**TASK STATEMENT**
The records below must be copied out completely and exactly.

====== EXERCISE DATA ======

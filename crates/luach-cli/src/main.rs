mod cmd;
mod output;

use clap::{Parser, Subcommand};
use cmd::{config::ConfigSubcommand, gematria::GematriaSubcommand};
use std::path::{Path, PathBuf};

#[derive(Parser)]
#[command(
    name = "luach",
    about = "Live clock with the Hebrew date in gematria notation",
    version,
    propagate_version = true
)]
struct Cli {
    /// Config file (default: ~/.config/luach/config.yaml)
    #[arg(long, global = true, env = "LUACH_CONFIG")]
    config: Option<PathBuf>,

    /// Output as JSON
    #[arg(long, global = true, short = 'j')]
    json: bool,

    #[command(subcommand)]
    command: Commands,
}

#[derive(Subcommand)]
enum Commands {
    /// Show the current time and Hebrew date once
    Now,

    /// Run the live clock until Ctrl-C
    Watch {
        /// Stop after this many refreshes
        #[arg(long)]
        ticks: Option<u64>,
    },

    /// Encode numbers as Hebrew numerals
    Gematria {
        #[command(subcommand)]
        subcommand: GematriaSubcommand,
    },

    /// List the Hebrew month names
    Months,

    /// Inspect and validate the configuration
    Config {
        #[command(subcommand)]
        subcommand: ConfigSubcommand,
    },
}

fn main() {
    let cli = Cli::parse();

    let default_level = match &cli.command {
        Commands::Watch { .. } => tracing::Level::INFO,
        _ => tracing::Level::WARN,
    };

    tracing_subscriber::fmt()
        .with_env_filter(
            tracing_subscriber::EnvFilter::from_default_env().add_directive(default_level.into()),
        )
        .with_target(false)
        .with_writer(std::io::stderr)
        .init();

    let config = cli.config.as_deref();
    let result = match cli.command {
        Commands::Now => config_path(config).and_then(|path| cmd::now::run(&path, cli.json)),
        Commands::Watch { ticks } => {
            config_path(config).and_then(|path| cmd::watch::run(&path, ticks, cli.json))
        }
        Commands::Gematria { subcommand } => cmd::gematria::run(subcommand, cli.json),
        Commands::Months => cmd::months::run(cli.json),
        Commands::Config { subcommand } => {
            config_path(config).and_then(|path| cmd::config::run(&path, subcommand, cli.json))
        }
    };

    if let Err(e) = result {
        // Print the full error chain (anyhow's alternate Display)
        eprintln!("error: {e:#}");
        std::process::exit(1);
    }
}

fn config_path(explicit: Option<&Path>) -> anyhow::Result<PathBuf> {
    Ok(luach_core::paths::resolve_config_path(explicit)?)
}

======

**ANSWER TO THE PROBLEM**
filename crates/luach-cli/src/main.rs
mod cmd;
mod output;

use clap::{Parser, Subcommand};
use cmd::{config::ConfigSubcommand, gematria::GematriaSubcommand};
use std::path::{Path, PathBuf};

#[derive(Parser)]
#[command(
    name = "luach",
    about = "Live clock with the Hebrew date in gematria notation",
    version,
    propagate_version = true
)]
struct Cli {
    /// Config file (default: ~/.config/luach/config.yaml)
    #[arg(long, global = true, env = "LUACH_CONFIG")]
    config: Option<PathBuf>,

    /// Output as JSON
    #[arg(long, global = true, short = 'j')]
    json: bool,

    #[command(subcommand)]
    command: Commands,
}

#[derive(Subcommand)]
enum Commands {
    /// Show the current time and Hebrew date once
    Now,

    /// Run the live clock until Ctrl-C
    Watch {
        /// Stop after this many refreshes
        #[arg(long)]
        ticks: Option<u64>,
    },

    /// Encode numbers as Hebrew numerals
    Gematria {
        #[command(subcommand)]
        subcommand: GematriaSubcommand,
    },

    /// List the Hebrew month names
    Months,

    /// Inspect and validate the configuration
    Config {
        #[command(subcommand)]
        subcommand: ConfigSubcommand,
    },
}

fn main() {
    let cli = Cli::parse();

    let default_level = match &cli.command {
        Commands::Watch { .. } => tracing::Level::INFO,
        _ => tracing::Level::WARN,
    };

    tracing_subscriber::fmt()
        .with_env_filter(
            tracing_subscriber::EnvFilter::from_default_env().add_directive(default_level.into()),
        )
        .with_target(false)
        .with_writer(std::io::stderr)
        .init();

    let config = cli.config.as_deref();
    let result = match cli.command {
        Commands::Now => config_path(config).and_then(|path| cmd::now::run(&path, cli.json)),
        Commands::Watch { ticks } => {
            config_path(config).and_then(|path| cmd::watch::run(&path, ticks, cli.json))
        }
        Commands::Gematria { subcommand } => cmd::gematria::run(subcommand, cli.json),
        Commands::Months => cmd::months::run(cli.json),
        Commands::Config { subcommand } => {
            config_path(config).and_then(|path| cmd::config::run(&path, subcommand, cli.json))
        }
    };

    if let Err(e) = result {
        // Print the full error chain (anyhow's alternate Display)
        eprintln!("error: {e:#}");
        std::process::exit(1);
    }
}

fn config_path(explicit: Option<&Path>) -> anyhow::Result<PathBuf> {
    Ok(luach_core::paths::resolve_config_path(explicit)?)
}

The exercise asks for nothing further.